Carson City, NV
For about eight years veterinarian David Thain has been conducting trials for the University of Nevada Reno observing horses held at the Stewart Dairy that had been given temporary birth control vaccines. The purpose of these trials was to see if the vaccines were effective and whether any long term side effects might be produced by these drugs.
Management of wild horse populations is a serious issue. While a majority of citizens clearly want to preserve viable herds of wild horses on our public lands, horse populations do need to be kept in balance with available resources. Herd management strategies should follow the multiple use doctrine that governs use of our public lands as well as applicable laws. Safe temporary birth control for horses could be a viable and cost saving tool to achieve these management objectives as it could keep the number of new foals pretty much equal with the mortality rate of a herd, but at the same time preserve maximum genetic diversity. The same diverse numbers of mares could produce foals, but each mare would simply have fewer foals over her lifetime.
Such a theory is great. However before thousands of horses are dosed with available birth control formulas, credible studies had to be undertaken to determine which formulas worked, how well they worked, what side effects they might cause, and how the formulas could be improved to avoid undesirable side effects and improve the effectiveness of birth control.
Dr.

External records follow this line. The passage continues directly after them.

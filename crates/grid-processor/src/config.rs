//! Configuration for grid-backed transforms.

use datum_common::{TransformError, TransformResult};
use serde::{Deserialize, Serialize};

/// Configuration for the grid processor.
#[derive(Debug, Clone, Default, PartialEq, Serialize, Deserialize)]
pub struct GridProcessorConfig {
    /// Iterative inversion of offset grids.
    ///
    /// `None` means grid transforms report themselves as not invertible.
    #[serde(default)]
    pub inverse: Option<InverseIteration>,
}

/// Stopping rule for the fixed-point inversion of an offset grid.
#[derive(Debug, Clone, Copy, PartialEq, Serialize, Deserialize)]
pub struct InverseIteration {
    /// Largest accepted residual on any ordinate, in the grid's units.
    pub tolerance: f64,
    /// Number of refinement steps before giving up.
    pub max_iterations: usize,
}

impl Default for InverseIteration {
    fn default() -> Self {
        Self {
            tolerance: 1e-9,
            max_iterations: 20,
        }
    }
}

impl InverseIteration {
    /// Validate the stopping rule.
    pub fn validate(&self) -> TransformResult<()> {
        if !self.tolerance.is_finite() || self.tolerance <= 0.0 {
            return Err(TransformError::Config(
                "inverse tolerance must be a positive finite number".to_string(),
            ));
        }
        if self.max_iterations == 0 {
            return Err(TransformError::Config(
                "inverse max_iterations must be > 0".to_string(),
            ));
        }
        Ok(())
    }
}

impl GridProcessorConfig {
    /// Config with iterative inversion enabled using the default stopping rule.
    pub fn with_inverse() -> Self {
        Self {
            inverse: Some(InverseIteration::default()),
        }
    }

    /// Load configuration from environment variables.
    ///
    /// `GRID_INVERSE_TOLERANCE` enables iterative inversion when it parses;
    /// `GRID_INVERSE_MAX_ITERATIONS` overrides the iteration bound.
    pub fn from_env() -> Self {
        let mut config = Self::default();

        if let Ok(val) = std::env::var("GRID_INVERSE_TOLERANCE") {
            if let Ok(tolerance) = val.parse() {
                config.inverse = Some(InverseIteration {
                    tolerance,
                    ..InverseIteration::default()
                });
            }
        }

        if let Ok(val) = std::env::var("GRID_INVERSE_MAX_ITERATIONS") {
            if let (Some(inverse), Ok(max)) = (config.inverse.as_mut(), val.parse()) {
                inverse.max_iterations = max;
            }
        }

        config
    }

    /// Validate the configuration.
    pub fn validate(&self) -> TransformResult<()> {
        match &self.inverse {
            Some(inverse) => inverse.validate(),
            None => Ok(()),
        }
    }
}

#[cfg(test)]
mod tests {
    use super::*;

    #[test]
    fn test_default_config_fails_closed() {
        let config = GridProcessorConfig::default();
        assert!(config.inverse.is_none());
        assert!(config.validate().is_ok());
    }

    #[test]
    fn test_config_validation() {
        let mut config = GridProcessorConfig::with_inverse();
        assert!(config.validate().is_ok());

        config.inverse = Some(InverseIteration {
            tolerance: 0.0,
            max_iterations: 10,
        });
        assert!(config.validate().is_err());

        config.inverse = Some(InverseIteration {
            tolerance: f64::NAN,
            max_iterations: 10,
        });
        assert!(config.validate().is_err());

        config.inverse = Some(InverseIteration {
            tolerance: 1e-6,
            max_iterations: 0,
        });
        assert!(config.validate().is_err());
    }

    #[test]
    fn test_config_from_json() {
        let config: GridProcessorConfig = serde_json::from_str(
            r#"{"inverse":{"tolerance":1e-7,"max_iterations":8}}"#,
        )
        .unwrap();
        assert_eq!(
            config.inverse,
            Some(InverseIteration {
                tolerance: 1e-7,
                max_iterations: 8
            })
        );

        let empty: GridProcessorConfig = serde_json::from_str("{}").unwrap();
        assert_eq!(empty, GridProcessorConfig::default());
    }
}
//! Coordinate transform composition.
//!
//! Transforms are immutable [`Transform`] handles over a closed set of
//! [`TransformKind`]s. They compose three ways:
//!
//! ```text
//!   pass_through(first, sub, trailing)   [a, b | x, y | c]  ->  [a, b | x', y' | c]
//!   with_heights(source_3d, target_3d)   (x, y) -> (x, y, 0) -> core -> (x', y')
//!   then(next)                           a -> b -> ...
//! ```
//!
//! Grid-backed datum shifts come from [`grid_transform`], driven by a
//! [`grid_processor::Grid`] and its `GridType`.
//!
//! # Example
//!
//! ```
//! use projection::{Affine, Transform};
//!
//! let shift = Transform::from_math(Affine::translation(&[10.0, 20.0]));
//! let windowed = Transform::pass_through(1, shift, 1).unwrap();
//!
//! assert_eq!(
//!     windowed.transform(&[1.0, 2.0, 3.0, 4.0]).unwrap(),
//!     vec![1.0, 12.0, 23.0, 4.0]
//! );
//!
//! let back = windowed.invert().unwrap();
//! assert!(Transform::ptr_eq(&back.invert().unwrap(), &windowed));
//! ```

pub mod affine;
mod batch;
pub mod concat;
pub mod grid_transform;
pub mod heights;
pub mod pass_through;
pub mod transform;
pub mod two_d;

pub use affine::Affine;
pub use concat::Concatenated;
pub use grid_transform::{grid_transform, GridTransform, InverseGridTransform};
pub use heights::HeightAdapter;
pub use pass_through::{compose, PassThrough};
pub use transform::{MathTransform, Transform, TransformKind};
pub use two_d::Transform2D;

pub use datum_common::{Coordinate, OrdinateWindow, TransformError, TransformResult};
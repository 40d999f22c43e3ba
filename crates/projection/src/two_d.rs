//! Point-oriented view of 2-D -> 2-D transforms.

use datum_common::{TransformError, TransformResult};

use crate::transform::Transform;

/// A transform known to map 2-D points to 2-D points.
#[derive(Debug, Clone)]
pub struct Transform2D(Transform);

impl Transform2D {
    /// Transform a single `(x, y)` point.
    pub fn transform_point(&self, x: f64, y: f64) -> TransformResult<(f64, f64)> {
        let result = self.0.transform(&[x, y])?;
        Ok((result[0], result[1]))
    }

    /// The inverse, still as a 2-D view.
    pub fn invert(&self) -> TransformResult<Transform2D> {
        Ok(Transform2D(self.0.invert()?))
    }

    pub fn as_transform(&self) -> &Transform {
        &self.0
    }

    pub fn into_inner(self) -> Transform {
        self.0
    }
}

impl TryFrom<Transform> for Transform2D {
    type Error = TransformError;

    fn try_from(transform: Transform) -> TransformResult<Self> {
        TransformError::check_dimension(2, transform.source_dimensions())?;
        TransformError::check_dimension(2, transform.target_dimensions())?;
        Ok(Transform2D(transform))
    }
}

impl From<Transform2D> for Transform {
    fn from(view: Transform2D) -> Self {
        view.0
    }
}
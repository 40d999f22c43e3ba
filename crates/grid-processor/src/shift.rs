//! Turning sampled grid values into result coordinates.

use datum_common::{Coordinate, GridType, TransformError, TransformResult};

/// Arcseconds in one degree.
pub const ARCSECONDS_PER_DEGREE: f64 = 3600.0;

/// Combine a source coordinate with the values sampled at its position.
///
/// - `Localization`: the sampled values are the result.
/// - `Offset`: sampled values are added componentwise.
/// - `Nadcon`: sampled values are arcsecond shifts; the longitude shift is
///   positive toward west and is therefore subtracted.
///
/// Fails with `DimensionMismatch` when `sampled` does not have the length the
/// grid type expects for `source`.
pub fn apply_shift(
    grid_type: GridType,
    source: &[f64],
    sampled: &[f64],
) -> TransformResult<Coordinate> {
    match grid_type {
        GridType::Localization => Ok(sampled.to_vec()),
        GridType::Offset => {
            TransformError::check_dimension(source.len(), sampled.len())?;
            Ok(source.iter().zip(sampled).map(|(s, d)| s + d).collect())
        }
        GridType::Nadcon => {
            TransformError::check_dimension(2, source.len())?;
            let [dx, dy] = nadcon_shift(sampled)?;
            Ok(vec![source[0] + dx, source[1] + dy])
        }
    }
}

/// The shift added to the source coordinate, in source units.
///
/// None for localization grids, where the result does not depend on the
/// source coordinate.
pub fn shift_vector(grid_type: GridType, sampled: &[f64]) -> TransformResult<Option<Vec<f64>>> {
    match grid_type {
        GridType::Localization => Ok(None),
        GridType::Offset => Ok(Some(sampled.to_vec())),
        GridType::Nadcon => Ok(Some(nadcon_shift(sampled)?.to_vec())),
    }
}

fn nadcon_shift(sampled: &[f64]) -> TransformResult<[f64; 2]> {
    TransformError::check_dimension(2, sampled.len())?;
    Ok([
        -sampled[0] / ARCSECONDS_PER_DEGREE,
        sampled[1] / ARCSECONDS_PER_DEGREE,
    ])
}

#[cfg(test)]
mod tests {
    use super::*;

    #[test]
    fn test_localization_discards_source() {
        let result =
            apply_shift(GridType::Localization, &[1.0, 2.0], &[100.0, 200.0, 3.0]).unwrap();
        assert_eq!(result, vec![100.0, 200.0, 3.0]);
    }

    #[test]
    fn test_offset_adds() {
        let result = apply_shift(GridType::Offset, &[-100.0, 40.0], &[0.5, -0.25]).unwrap();
        assert_eq!(result, vec![-99.5, 39.75]);
    }

    #[test]
    fn test_nadcon_scales_and_flips_longitude() {
        let result = apply_shift(GridType::Nadcon, &[-100.0, 40.0], &[3.6, 7.2]).unwrap();
        assert!((result[0] - (-100.001)).abs() < 1e-12);
        assert!((result[1] - 40.002).abs() < 1e-12);
    }

    #[test]
    fn test_shift_vector_matches_apply() {
        let source = [-90.0, 35.0];
        let sampled = [1.8, -3.6];
        for grid_type in [GridType::Offset, GridType::Nadcon] {
            let shift = shift_vector(grid_type, &sampled).unwrap().unwrap();
            let applied = apply_shift(grid_type, &source, &sampled).unwrap();
            assert!((applied[0] - (source[0] + shift[0])).abs() < 1e-12);
            assert!((applied[1] - (source[1] + shift[1])).abs() < 1e-12);
        }
        assert!(shift_vector(GridType::Localization, &sampled).unwrap().is_none());
    }

    #[test]
    fn test_short_nadcon_input_rejected() {
        assert_eq!(
            apply_shift(GridType::Nadcon, &[1.0], &[3.6]).unwrap_err(),
            TransformError::DimensionMismatch {
                expected: 2,
                actual: 1
            }
        );
        assert_eq!(
            apply_shift(GridType::Nadcon, &[1.0, 2.0], &[3.6]).unwrap_err(),
            TransformError::DimensionMismatch {
                expected: 2,
                actual: 1
            }
        );
        assert!(shift_vector(GridType::Nadcon, &[3.6]).is_err());
    }

    #[test]
    fn test_offset_length_mismatch_rejected() {
        assert_eq!(
            apply_shift(GridType::Offset, &[1.0, 2.0, 3.0], &[0.5]).unwrap_err(),
            TransformError::DimensionMismatch {
                expected: 3,
                actual: 1
            }
        );
    }
}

Thain researched two temporary contraceptives, Gona-Com and Spay-Vac. His studies started with two separate groups of mares, each with its own stallion. The horses were held in large corrals at the Stewart Dairy complex at the Northern Nevada Correctional Center. The horses were freezebranded and microchipped for identification, then a certain number of mares in each group were given birth control while a few "control mares" did not. The treated mares were compared with the non-treated mares to determine the effectiveness of the vaccines and to compare the long term health of the treated mares with the untreated mares.
The neck brands on these mares being cared for by the horse group, LRTC,
indicate that they are part of the study and were given birth control in 2007.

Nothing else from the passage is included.